John Small, K12, the Looneys, and staff’s contempt for your elected School Board

[Important update at the end of the essay] Last Thursday night, more than a week ago, I sent the email that follows below to members of our senior staff and John Small. Receipt of this email has yet to be acknowledged, much less have its questions answered in a response. For context, John Small is the former deputy superintendent. He retired last year and went to work for K12, an online education provider. See this screen shot from his Linked-in page. By all accounts I have heard from multiple district sources at multiple levels, and according to my own observation, John Small remains Superintendent Jackie Byrd’s most influential advisor — even in “retirement” and in service to K12. As I understand it, K12 is one of three existing vendors for the Polk Virtual School. (State law mandates that we provide three, as I understand it.) Polk Virtual School is different from Florida Virtual School, which has its own vendors and serves about 5000 kids in Polk. In the couple days before I sent this note, I received information that K12 had worked (or was trying to work) a large expansion of its presence in Polk by getting the district to purchase 5,000 or so licenses, despite the fact that very few Polk kids were using it. The cost I heard was up to $1.8 million. I became concerned that I had voted for something without realizing it. I asked the School Board’s diligent and kind executive assistant to help me figure out when/if we voted for a K12 expansion or expenditure. And we could not find anything.
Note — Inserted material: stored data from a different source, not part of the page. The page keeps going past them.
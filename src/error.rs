use thiserror::Error;

macro_rules! malformed_error {
    // Single string version
    ($msg:expr) => {
        crate::Error::Malformed {
            message: $msg.to_string(),
            file: file!(),
            line: line!(),
        }
    };

    // Format string with arguments version
    ($fmt:expr, $($arg:tt)*) => {
        crate::Error::Malformed {
            message: format!($fmt, $($arg)*),
            file: file!(),
            line: line!(),
        }
    };
}

macro_rules! out_of_bounds_error {
    () => {
        crate::Error::OutOfBounds
    };
}

/// The generic Error type, which provides coverage for all errors this library can potentially
/// return.
///
/// This enum covers all possible error conditions that can occur while locating and reading
/// the managed metadata of a PE/COFF image and while deriving test identifiers. Each variant
/// provides specific context about the failure mode to enable appropriate error handling.
///
/// All parsing errors are unrecoverable for the single image being processed: callers log the
/// failure, skip the source, and continue with other sources.
///
/// # Examples
///
/// ```rust
/// use testscope::{Error, file::Image};
/// use std::path::Path;
///
/// match Image::from_file(Path::new("assembly.dll")) {
///     Ok(image) => {
///         println!("Successfully mapped image");
///     }
///     Err(Error::UnknownFileFormat) => {
///         eprintln!("Not a PE or COFF image");
///     }
///     Err(Error::Malformed { message, file, line }) => {
///         eprintln!("Malformed image: {} ({}:{})", message, file, line);
///     }
///     Err(e) => {
///         eprintln!("Other error: {}", e);
///     }
/// }
/// ```
#[derive(Error, Debug)]
pub enum Error {
    /// Encountered an invalid offset while parsing file structures.
    ///
    /// This error occurs when the parser encounters an offset that is invalid
    /// for the current file context, such as offsets that would point outside
    /// the valid file structure.
    #[error("Could not retrieve a valid offset!")]
    InvalidOffset,

    /// The file is damaged and could not be parsed.
    ///
    /// This error indicates that the file structure is corrupted or doesn't
    /// conform to the expected PE/COFF format. The error includes the source
    /// location where the malformation was detected for debugging purposes.
    ///
    /// # Fields
    ///
    /// * `message` - Detailed description of what was malformed
    /// * `file` - Source file where the error was detected
    /// * `line` - Source line where the error was detected
    #[error("Malformed - {file}:{line}: {message}")]
    Malformed {
        /// The message to be printed for the Malformed error
        message: String,
        /// The source file in which this error occured
        file: &'static str,
        /// The source line in which this error occured
        line: u32,
    },

    /// An out of bound access was attempted while parsing the file.
    ///
    /// This error occurs when trying to read data beyond the end of the file
    /// or stream. It's a safety check to prevent buffer overruns during parsing.
    #[error("Out of Bound read would have occurred!")]
    OutOfBounds,

    /// The image is neither a PE executable nor a plain COFF object file.
    ///
    /// Raised when the MS-DOS signature, the `PE\0\0` signature, or the legacy
    /// anonymous-object sentinel checks all fail to identify the container.
    #[error("Unknown or unrecognized image container format")]
    UnknownFileFormat,

    /// The optional PE header carries a magic value other than PE32 or PE32+.
    #[error("Unsupported PE optional header magic: {0:#06x}")]
    UnsupportedPeMagic(u16),

    /// The COFF header declares a negative section count.
    #[error("Invalid section count: {0}")]
    InvalidSectionCount(i16),

    /// Provided input was empty.
    ///
    /// This error occurs when an empty file or buffer is provided where
    /// actual image data was expected.
    #[error("Provided input was empty")]
    Empty,

    /// File I/O error.
    ///
    /// Wraps standard I/O errors that can occur during file operations
    /// such as reading from disk, permission issues, or filesystem errors.
    #[error("{0}")]
    FileError(#[from] std::io::Error),

    /// Generic error for miscellaneous failures.
    ///
    /// Used for errors that don't fit into other categories or for
    /// wrapping external library errors with additional context.
    #[error("{0}")]
    Error(String),
}
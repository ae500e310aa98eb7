//! Attribute bitmasks used by the discovery predicates.
//!
//! ## Reference
//! * [ECMA-335 Partition II, Section 23.1](https://ecma-international.org/wp-content/uploads/ECMA-335_6th_edition_june_2012.pdf)

use bitflags::bitflags;

bitflags! {
    /// `TypeAttributes` bits relevant for classifying a type definition.
    #[derive(Clone, Copy, PartialEq, Eq, Debug)]
    pub struct TypeAttributes: u32 {
        /// Mask over the visibility bits; nested visibilities use values 2..=7
        const VISIBILITY_MASK = 0x0000_0007;
        /// Type is public and not nested
        const PUBLIC = 0x0000_0001;
        /// Mask over the class semantics bit
        const CLASS_SEMANTICS_MASK = 0x0000_0020;
        /// Type is an interface
        const INTERFACE = 0x0000_0020;
        /// Type is abstract
        const ABSTRACT = 0x0000_0080;
        /// Type cannot be derived from
        const SEALED = 0x0000_0100;
        /// Name has special meaning to the runtime
        const SPECIAL_NAME = 0x0000_0400;
    }
}

bitflags! {
    /// `MethodAttributes` bits relevant for classifying a method definition.
    #[derive(Clone, Copy, PartialEq, Eq, Debug)]
    pub struct MethodAttributes: u16 {
        /// Mask over the member access bits
        const MEMBER_ACCESS_MASK = 0x0007;
        /// Method is accessible from anywhere
        const PUBLIC = 0x0006;
        /// Method is defined on the type rather than on instances
        const STATIC = 0x0010;
        /// Method is virtual
        const VIRTUAL = 0x0040;
        /// Method has no body
        const ABSTRACT = 0x0400;
        /// Name has special meaning to the runtime
        const SPECIAL_NAME = 0x0800;
    }
}
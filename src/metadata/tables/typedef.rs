use crate::{
    file::io::{read_le_at, read_le_at_dyn},
    metadata::{
        tables::{CodedIndex, CodedIndexType, RowReadable, TableId, TableInfoRef},
        token::Token,
    },
    Result,
};

#[derive(Clone, Debug)]
/// The `TypeDef` table defines types (classes, interfaces, value types, enums) in the current module. `TableId` = 0x02
pub struct TypeDefRaw {
    /// `RowID`
    pub rid: u32,
    /// Token
    pub token: Token,
    /// Offset
    pub offset: usize,
    /// a 4-byte bitmask of type `TypeAttributes`
    pub flags: u32,
    /// an index into the String heap
    pub type_name: u32,
    /// an index into the String heap
    pub type_namespace: u32,
    /// an index into the `TypeDef`, `TypeRef`, or `TypeSpec` table; more precisely, a `TypeDefOrRef`
    pub extends: CodedIndex,
    /// an index into the Field table; it marks the first of a contiguous run of Fields owned by this Type
    pub field_list: u32,
    /// an index into the `MethodDef` table; it marks the first of a contiguous run of Methods owned by this Type
    pub method_list: u32,
}

impl RowReadable for TypeDefRaw {
    #[rustfmt::skip]
    fn row_size(sizes: &TableInfoRef) -> u32 {
        u32::from(
            /* flags */             4 +
            /* type_name */         sizes.str_bytes() +
            /* type_namespace */    sizes.str_bytes() +
            /* extends */           sizes.coded_index_bytes(CodedIndexType::TypeDefOrRef) +
            /* field_list */        sizes.table_index_bytes(TableId::Field) +
            /* method_list */       sizes.table_index_bytes(TableId::MethodDef)
        )
    }

    fn row_read(data: &[u8], offset: &mut usize, rid: u32, sizes: &TableInfoRef) -> Result<Self> {
        Ok(TypeDefRaw {
            rid,
            token: Token::new(0x0200_0000 + rid),
            offset: *offset,
            flags: read_le_at::<u32>(data, offset)?,
            type_name: read_le_at_dyn(data, offset, sizes.is_large_str())?,
            type_namespace: read_le_at_dyn(data, offset, sizes.is_large_str())?,
            extends: CodedIndex::read(data, offset, sizes, CodedIndexType::TypeDefOrRef)?,
            field_list: read_le_at_dyn(data, offset, sizes.is_large(TableId::Field))?,
            method_list: read_le_at_dyn(data, offset, sizes.is_large(TableId::MethodDef))?,
        })
    }
}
So I sent this note seeking clarity to several members of senior staff and to Small himself. I have said many times in many ways in public meetings and one-on-one conversations that I want to be made aware of personal relationships with major contractors. So it troubles me that John Small is a vice president and Jacque Bowen apparently affiliated with K12 and that these relationships have never been openly discussed at the board level. I will discuss them at the next meeting. I’m now trying to go back and figure out what exactly I’ve voted for on this. I asked Susan to inquire about this earlier today. But it’s probably easier for everybody to do it myself. Please respond to me, rather than her. Please provide me a detailed account of our contracting history with K-12, what precisely we...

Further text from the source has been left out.